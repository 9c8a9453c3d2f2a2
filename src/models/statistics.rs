use chrono::{DateTime, Utc};
use serde::{Deserialize, Serialize};

use crate::models::record::DEFAULT_MOOD;

#[derive(Debug, Clone, Default, Serialize, Deserialize, PartialEq)]
#[serde(rename_all = "camelCase")]
pub struct SleepStatistics {
    pub total_sessions: usize,
    pub total_duration: f64,
    pub average_duration: f64,
    pub longest_session: f64,
    pub shortest_session: f64,
    pub sessions_last_7_days: usize,
    pub sessions_last_30_days: usize,
}

#[derive(Debug, Clone, Default, Serialize, Deserialize, PartialEq)]
#[serde(rename_all = "camelCase")]
pub struct JournalStatistics {
    pub total_entries: usize,
    pub entries_last_7_days: usize,
    pub entries_last_30_days: usize,
    pub average_word_count: f64,
}

#[derive(Debug, Clone, Serialize, Deserialize, PartialEq)]
#[serde(rename_all = "camelCase")]
pub struct MoodStatistics {
    pub total_entries: usize,
    pub most_frequent_mood: String,
    pub average_intensity: f64,
}

impl Default for MoodStatistics {
    fn default() -> Self {
        Self {
            total_entries: 0,
            most_frequent_mood: DEFAULT_MOOD.to_string(),
            average_intensity: 0.0,
        }
    }
}

#[derive(Debug, Clone, Serialize, Deserialize, PartialEq)]
#[serde(rename_all = "camelCase")]
pub struct ActivityTypeStats {
    pub activity_type: String,
    pub sessions: usize,
    pub average_duration: f64,
}

#[derive(Debug, Clone, Default, Serialize, Deserialize, PartialEq)]
#[serde(rename_all = "camelCase")]
pub struct ActivityStatistics {
    pub total_sessions: usize,
    pub sessions_last_7_days: usize,
    /// Per-type breakdown in first-encountered order of the fetched window.
    pub type_breakdown: Vec<ActivityTypeStats>,
}

/// All four category aggregates for one user over the fetched windows.
#[derive(Debug, Clone, Default, Serialize, Deserialize, PartialEq)]
#[serde(rename_all = "camelCase")]
pub struct CategoryAggregates {
    pub sleep: SleepStatistics,
    pub journal: JournalStatistics,
    pub mood: MoodStatistics,
    pub activity: ActivityStatistics,
}

/// Archival wellness score derived from the record-store aggregates. The mood
/// component is intentionally left unclamped; the other components saturate
/// at 100.
#[derive(Debug, Clone, Serialize, Deserialize, PartialEq)]
#[serde(rename_all = "camelCase")]
pub struct WellnessSnapshot {
    pub wellness_score: f64,
    pub sleep_score: f64,
    pub journal_score: f64,
    pub mood_score: f64,
    pub activity_score: f64,
    pub last_calculated: DateTime<Utc>,
}

/// Client-session wellness score over activity/streak/goal state. Every
/// component is clamped to 100; this metric is never persisted.
#[derive(Debug, Clone, Default, Serialize, Deserialize, PartialEq)]
#[serde(rename_all = "camelCase")]
pub struct SessionWellnessScore {
    pub score: f64,
    pub activity_component: f64,
    pub streak_component: f64,
    pub goal_component: f64,
}
use std::collections::BTreeMap;

use chrono::NaiveDate;
use serde::{Deserialize, Serialize};

use crate::models::record::RecordCategory;

/// Contiguous-day counter for one category. Invariant: `count` is the number
/// of consecutive calendar days ending at `last_date` that contain at least
/// one record.
#[derive(Debug, Clone, Default, Serialize, Deserialize, PartialEq, Eq)]
#[serde(rename_all = "camelCase")]
pub struct Streak {
    #[serde(default)]
    pub count: u32,
    #[serde(default, skip_serializing_if = "Option::is_none")]
    pub last_date: Option<NaiveDate>,
    #[serde(default, skip_serializing_if = "Option::is_none")]
    pub start_date: Option<NaiveDate>,
}

/// Outcome of feeding one day's activity into the state machine.
#[derive(Debug, Clone, Copy, PartialEq, Eq)]
pub enum StreakTransition {
    /// A record for today was already counted.
    AlreadyCounted,
    /// First day of a fresh streak.
    Started,
    /// Yesterday was active, the chain continues.
    Continued,
    /// Gap of two or more days: the old chain is dropped and a new one-day
    /// streak begins today.
    Reset,
}

pub type StreakMap = BTreeMap<RecordCategory, Streak>;

/// Combined streak days across all categories, used by the session score.
pub fn total_streak_days(streaks: &StreakMap) -> u32 {
    streaks.values().map(|streak| streak.count).sum()
}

--- Problem ---
Please transcribe word for word the lines from the line with "use std::collections::BTreeMap;" to the end of the material, both ends included.

--- Solution ---
use std::collections::BTreeMap;

use chrono::NaiveDate;
use serde::{Deserialize, Serialize};

use crate::models::record::RecordCategory;

/// Contiguous-day counter for one category. Invariant: `count` is the number
/// of consecutive calendar days ending at `last_date` that contain at least
/// one record.
#[derive(Debug, Clone, Default, Serialize, Deserialize, PartialEq, Eq)]
#[serde(rename_all = "camelCase")]
pub struct Streak {
    #[serde(default)]
    pub count: u32,
    #[serde(default, skip_serializing_if = "Option::is_none")]
    pub last_date: Option<NaiveDate>,
    #[serde(default, skip_serializing_if = "Option::is_none")]
    pub start_date: Option<NaiveDate>,
}

/// Outcome of feeding one day's activity into the state machine.
#[derive(Debug, Clone, Copy, PartialEq, Eq)]
pub enum StreakTransition {
    /// A record for today was already counted.
    AlreadyCounted,
    /// First day of a fresh streak.
    Started,
    /// Yesterday was active, the chain continues.
    Continued,
    /// Gap of two or more days: the old chain is dropped and a new one-day
    /// streak begins today.
    Reset,
}

pub type StreakMap = BTreeMap<RecordCategory, Streak>;

/// Combined streak days across all categories, used by the session score.
pub fn total_streak_days(streaks: &StreakMap) -> u32 {
    streaks.values().map(|streak| streak.count).sum()
}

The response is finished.